The chance of finding gems and getting to keep them lures visitors to the campground, where searchers find more than 400 diamonds each year in the park’s 37-acre plowed volcanic field.

The size of the white, yellow or brown diamonds found are most commonly in the 20- to 25-point range on a scale where 100 points equals a carat.

“The mine field itself is a big draw on bringing people,” said Drew Edmonds, assistant superintendent at Crater of Diamonds. “But we also have a water park and three trails.”
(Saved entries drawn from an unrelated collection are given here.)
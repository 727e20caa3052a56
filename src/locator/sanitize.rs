//! Cleanup and validation for selector strings coming from free text.

use std::sync::LazyLock;

use regex::Regex;
use serde::Serialize;

use crate::dom::Selector;

const DASHES: &[char] = &['-', '\u{2013}', '\u{2014}'];
const QUOTES: &[char] = &['"', '\'', '`', '\u{2018}', '\u{2019}', '\u{201C}', '\u{201D}'];

static ACTION_PREFIX: LazyLock<Regex> = LazyLock::new(|| {
    Regex::new(
        r"(?i)^(?:(?:click|setvalue|set_value|check|uncheck|submit|focus|scroll|hover|custom|action|target|selector|element)(?:\s*[:=]|\s)|select(?::\s|\s*=))",
    )
    .unwrap_or_else(|e| panic!("action prefix pattern: {e}"))
});

#[derive(Debug, Clone, PartialEq, Eq, Serialize)]
pub struct SanitizedSelector {
    pub selector: String,
    pub modified: bool,
    pub warnings: Vec<String>,
}

#[derive(Debug, Clone, PartialEq, Eq, Serialize)]
pub struct SelectorValidation {
    pub valid: bool,
    #[serde(skip_serializing_if = "Option::is_none")]
    pub error: Option<String>,
}

impl SelectorValidation {
    fn ok() -> Self {
        Self {
            valid: true,
            error: None,
        }
    }

    fn invalid(error: impl Into<String>) -> Self {
        Self {
            valid: false,
            error: Some(error.into()),
        }
    }
}

pub fn sanitize_selector(raw: &str) -> SanitizedSelector {
    let mut warnings = Vec::new();
    let mut current = raw.to_string();

    // passes never grow the string, so this reaches a fixed point
    loop {
        let next = clean_pass(&current, &mut warnings);
        if next == current {
            break;
        }
        current = next;
    }

    let modified = current != raw;
    if modified {
        tracing::warn!(raw, sanitized = %current, "selector was rewritten");
    }
    SanitizedSelector {
        selector: current,
        modified,
        warnings,
    }
}

fn clean_pass(input: &str, warnings: &mut Vec<String>) -> String {
    let mut s = input.trim().to_string();

    if s.contains("\\\"") || s.contains("\\'") {
        s = s.replace("\\\"", "\"").replace("\\'", "'");
        note(warnings, "unescaped quote sequences");
    }

    let stripped = s.trim_matches(|c: char| DASHES.contains(&c) || c.is_whitespace());
    if stripped.len() != s.len() {
        note(warnings, "stripped leading/trailing dashes");
        s = stripped.to_string();
    }

    if let Some(inner) = strip_surrounding_quotes(&s) {
        note(warnings, "stripped surrounding quotes");
        s = inner.to_string();
    }

    let collapsed = s.split_whitespace().collect::<Vec<_>>().join(" ");
    if collapsed != s {
        note(warnings, "collapsed whitespace");
        s = collapsed;
    }
    s
}

fn strip_surrounding_quotes(s: &str) -> Option<&str> {
    let mut chars = s.chars();
    let first = chars.next()?;
    let last = chars.next_back()?;
    if QUOTES.contains(&first) && QUOTES.contains(&last) {
        Some(&s[first.len_utf8()..s.len() - last.len_utf8()])
    } else {
        None
    }
}

fn note(warnings: &mut Vec<String>, message: &str) {
    if !warnings.iter().any(|w| w == message) {
        warnings.push(message.to_string());
    }
}

/// Reject text that is not a usable selector, then confirm the syntax
/// by parsing it without touching any document.
pub fn validate_selector(selector: &str) -> SelectorValidation {
    let trimmed = selector.trim();
    if trimmed.is_empty() {
        return SelectorValidation::invalid("selector is empty");
    }
    if trimmed
        .chars()
        .all(|c| DASHES.contains(&c) || QUOTES.contains(&c) || c.is_whitespace())
    {
        return SelectorValidation::invalid("selector contains only dashes or quotes");
    }
    if trimmed.contains(" \u{2014} ") || trimmed.contains(" \u{2013} ") {
        return SelectorValidation::invalid("selector contains a spaced dash (list or prose artifact)");
    }
    if ACTION_PREFIX.is_match(trimmed) {
        return SelectorValidation::invalid("selector starts with an action command, not a CSS selector");
    }
    match Selector::parse(trimmed) {
        Ok(_) => SelectorValidation::ok(),
        Err(e) => SelectorValidation::invalid(e.to_string()),
    }
}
Five other state parks also surpassed 50% occupancy during April 2019:

  • Lake Catherine at 75.2%. Southeast of Hot Springs, Lake Catherine is home to 70 campsites (47 Class AAA and 23 Class B with water and electricity), six tent sites, a rent-a-camp with all the gear and a rent-a-yurt.
  • Lake Fort Smith at 68%. The park, containing the westward end and eastward beginning of the famed Ozark Highlands Trail, offers 30 campsites (20 Class AAA and 10 Class B).
  • Lake Ouachita at 63.9%. On a wooded peninsula on the state’s largest lake, the park boasts 93 campsites (58 Class AAA, 23 Class D and 12 tent sites).
  • Bull Shoals-White River at 57%. World-class trout fishing is the calling card of this north Arkansas park with 113 campsites (63 class AAA, 30 Class B and 20 tent sites) plus three rent-an-RV sites.
  • Woolly Hollow at 50.8%. Northwest of Conway, the park rolls out 30 AAA campsites and 10 tent sites for fishing, hiking and more around its 40-acre lake.
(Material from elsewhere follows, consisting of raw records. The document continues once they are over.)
use std::collections::BTreeMap;
use std::fmt;

use serde::{Deserialize, Serialize};

use crate::dom::{BoundingBox, NodeId};

/// Semantic kind of a scanned element.
#[derive(Debug, Clone, Copy, PartialEq, Eq, Hash, Serialize, Deserialize)]
#[serde(rename_all = "lowercase")]
pub enum ElementType {
    Button,
    Input,
    Textarea,
    Select,
    Checkbox,
    Radio,
    Link,
    Form,
    Container,
    Text,
    Other,
}

impl ElementType {
    pub fn as_str(self) -> &'static str {
        match self {
            ElementType::Button => "button",
            ElementType::Input => "input",
            ElementType::Textarea => "textarea",
            ElementType::Select => "select",
            ElementType::Checkbox => "checkbox",
            ElementType::Radio => "radio",
            ElementType::Link => "link",
            ElementType::Form => "form",
            ElementType::Container => "container",
            ElementType::Text => "text",
            ElementType::Other => "other",
        }
    }

    pub fn is_interactive(self) -> bool {
        matches!(
            self,
            ElementType::Button
                | ElementType::Input
                | ElementType::Textarea
                | ElementType::Select
                | ElementType::Checkbox
                | ElementType::Radio
                | ElementType::Link
        )
    }
}

impl fmt::Display for ElementType {
    fn fmt(&self, f: &mut fmt::Formatter<'_>) -> fmt::Result {
        f.write_str(self.as_str())
    }
}

/// Current value of an element, typed per element kind.
#[derive(Debug, Clone, PartialEq, Serialize, Deserialize)]
#[serde(untagged)]
pub enum ElementValue {
    Bool(bool),
    Number(f64),
    Text(String),
    List(Vec<String>),
}

impl ElementValue {
    pub fn as_text(&self) -> Option<&str> {
        match self {
            ElementValue::Text(text) => Some(text),
            _ => None,
        }
    }

    /// Flat string form, used for hashing and natural-language output.
    pub fn display(&self) -> String {
        match self {
            ElementValue::Bool(b) => b.to_string(),
            ElementValue::Number(n) => n.to_string(),
            ElementValue::Text(text) => text.clone(),
            ElementValue::List(items) => items.join(", "),
        }
    }
}

#[derive(Debug, Clone, PartialEq, Serialize, Deserialize)]
pub struct SelectOption {
    pub value: String,
    pub label: String,
    pub selected: bool,
    pub disabled: bool,
    pub index: usize,
}

#[derive(Debug, Clone, PartialEq, Serialize, Deserialize)]
#[serde(rename_all = "camelCase")]
pub struct SelectMetadata {
    pub multiple: bool,
    pub option_count: usize,
    pub selected_values: Vec<String>,
}

#[derive(Debug, Clone, PartialEq, Serialize, Deserialize)]
#[serde(rename_all = "camelCase")]
pub struct DescriptorMetadata {
    pub hash: String,
    /// Document clock reading (ms) of the scan that last produced this descriptor.
    pub last_updated: u64,
    pub depth: usize,
}

#[derive(Debug, Clone, PartialEq, Serialize, Deserialize)]
#[serde(rename_all = "camelCase")]
pub struct ElementDescriptor {
    pub id: String,
    #[serde(rename = "type")]
    pub element_type: ElementType,
    pub tag: String,
    pub selector: String,
    pub label: String,
    pub attributes: BTreeMap<String, String>,
    #[serde(skip_serializing_if = "Option::is_none")]
    pub value: Option<ElementValue>,
    #[serde(skip_serializing_if = "Option::is_none")]
    pub text: Option<String>,
    pub visible: bool,
    pub enabled: bool,
    #[serde(skip_serializing_if = "Option::is_none")]
    pub options: Option<Vec<SelectOption>>,
    #[serde(skip_serializing_if = "Option::is_none")]
    pub select_metadata: Option<SelectMetadata>,
    #[serde(skip_serializing_if = "Option::is_none")]
    pub bounds: Option<BoundingBox>,
    pub metadata: DescriptorMetadata,
    /// Node the descriptor was built from. Not serialized.
    #[serde(skip)]
    pub node: Option<NodeId>,
}

#[derive(Debug, Clone, Default, PartialEq, Serialize, Deserialize)]
#[serde(rename_all = "camelCase")]
pub struct ScanMetadata {
    pub element_count: usize,
    pub depth_used: usize,
    pub duration_ms: u64,
    /// The element cap dropped at least one qualifying node.
    pub partial: bool,
}

#[derive(Debug, Clone, Default, PartialEq, Serialize, Deserialize)]
pub struct ScanOutput {
    pub elements: Vec<ElementDescriptor>,
    pub metadata: ScanMetadata,
}

impl ScanOutput {
    pub fn find_by_selector(&self, selector: &str) -> Option<&ElementDescriptor> {
        self.elements.iter().find(|e| e.selector == selector)
    }

    pub fn find_by_node(&self, node: NodeId) -> Option<&ElementDescriptor> {
        self.elements.iter().find(|e| e.node == Some(node))
    }
}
Sam Files, park interpreter at Woolly Hollow, said the park’s ease of accessibility and proximity to Conway make it a popular family camping destination. “It’s a good getaway from the city with-out being very far from the city,” Files said. “That’s a big draw.”
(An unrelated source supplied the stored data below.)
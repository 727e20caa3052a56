use std::fmt::Write as _;
use std::str::FromStr;

use serde_json::{Map, Value, json};

use crate::action::ActionType;
use crate::context::context_model::{ContextError, PageContext};

#[derive(Debug, Clone, Copy, PartialEq, Eq, Default)]
pub enum Format {
    #[default]
    Json,
    Natural,
    OpenApi,
}

impl FromStr for Format {
    type Err = ContextError;

    fn from_str(s: &str) -> Result<Self, Self::Err> {
        match s.trim().to_ascii_lowercase().as_str() {
            "json" => Ok(Format::Json),
            "natural" | "text" => Ok(Format::Natural),
            "openapi" => Ok(Format::OpenApi),
            other => Err(ContextError::UnknownFormat(other.to_string())),
        }
    }
}

pub fn serialize(ctx: &PageContext, format: Format) -> Result<String, ContextError> {
    match format {
        Format::Json => Ok(serde_json::to_string_pretty(ctx)?),
        Format::Natural => Ok(to_natural(ctx)),
        Format::OpenApi => Ok(serde_json::to_string_pretty(&to_openapi(ctx))?),
    }
}

fn to_natural(ctx: &PageContext) -> String {
    let mut out = String::new();
    let title = if ctx.title.is_empty() { "(untitled)" } else { &ctx.title };
    let _ = writeln!(out, "Page: {title} ({})", ctx.url);

    let partial = if ctx.metadata.partial {
        " (partial scan, element cap reached)"
    } else {
        ""
    };
    let _ = writeln!(out, "Found {} elements{partial}.", ctx.metadata.element_count);

    if !ctx.elements.is_empty() {
        let _ = writeln!(out, "\nElements:");
        for element in &ctx.elements {
            let mut line = format!("- {} \"{}\" at {}", element.element_type, element.label, element.selector);
            if let Some(value) = &element.value {
                let _ = write!(line, ", value: {}", value.display());
            }
            if !element.visible {
                line.push_str(", hidden");
            }
            if !element.enabled {
                line.push_str(", disabled");
            }
            let _ = writeln!(out, "{line}");
        }
    }

    if !ctx.forms.is_empty() {
        let _ = writeln!(out, "\nForms:");
        for form in &ctx.forms {
            let status = if form.valid { "ready to submit" } else { "missing required fields" };
            let _ = writeln!(out, "- {} with {} fields, {status}", form.selector, form.fields.len());
        }
    }

    if !ctx.actions.is_empty() {
        let _ = writeln!(out, "\nAvailable actions:");
        for action in &ctx.actions {
            let _ = writeln!(out, "- {}: {} ({})", action.action, action.description, action.target);
        }
    }

    out
}

/// One POST operation per derived action.
fn to_openapi(ctx: &PageContext) -> Value {
    let mut paths = Map::new();

    for action in &ctx.actions {
        let path = format!("/elements/{}/{}", action.element_id, action.action);
        let mut operation = json!({
            "operationId": format!("{}_{}", action.action, operation_suffix(&action.element_id)),
            "summary": action.description,
            "x-selector": action.target,
            "responses": {
                "200": { "description": "Action result" }
            }
        });
        if let Some(schema) = value_schema(action.action) {
            operation["requestBody"] = json!({
                "required": true,
                "content": {
                    "application/json": {
                        "schema": {
                            "type": "object",
                            "required": ["value"],
                            "properties": { "value": schema }
                        }
                    }
                }
            });
        }
        paths.insert(path, json!({ "post": operation }));
    }

    let title = if ctx.title.is_empty() { ctx.url.clone() } else { ctx.title.clone() };
    json!({
        "openapi": "3.0.3",
        "info": {
            "title": title,
            "version": ctx.id,
        },
        "paths": paths,
    })
}

fn value_schema(action: ActionType) -> Option<Value> {
    match action {
        ActionType::SetValue => Some(json!({ "type": "string" })),
        ActionType::Select => Some(json!({
            "oneOf": [
                { "type": "string" },
                { "type": "array", "items": { "type": "string" } }
            ]
        })),
        _ => None,
    }
}

fn operation_suffix(element_id: &str) -> String {
    element_id
        .chars()
        .map(|c| if c.is_ascii_alphanumeric() { c } else { '_' })
        .collect()
}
To bring a touch of the outdoors indoors, Arkansas State Parks has posted seven backgrounds for downloading to liven Zoom teleconferencing.

Two of the images are from Petit Jean with the balance from Devil’s Den, Lake Catherine, Historic Washington, Lake Chicot and Lake Dardanelle. See more at

What Is Closed in the Arkansas State Parks System

► All campgrounds, cabins, lodges, group lodging, restaurants, swimming beaches, visitor centers, playgrounds, gift shops and park interpretive programming.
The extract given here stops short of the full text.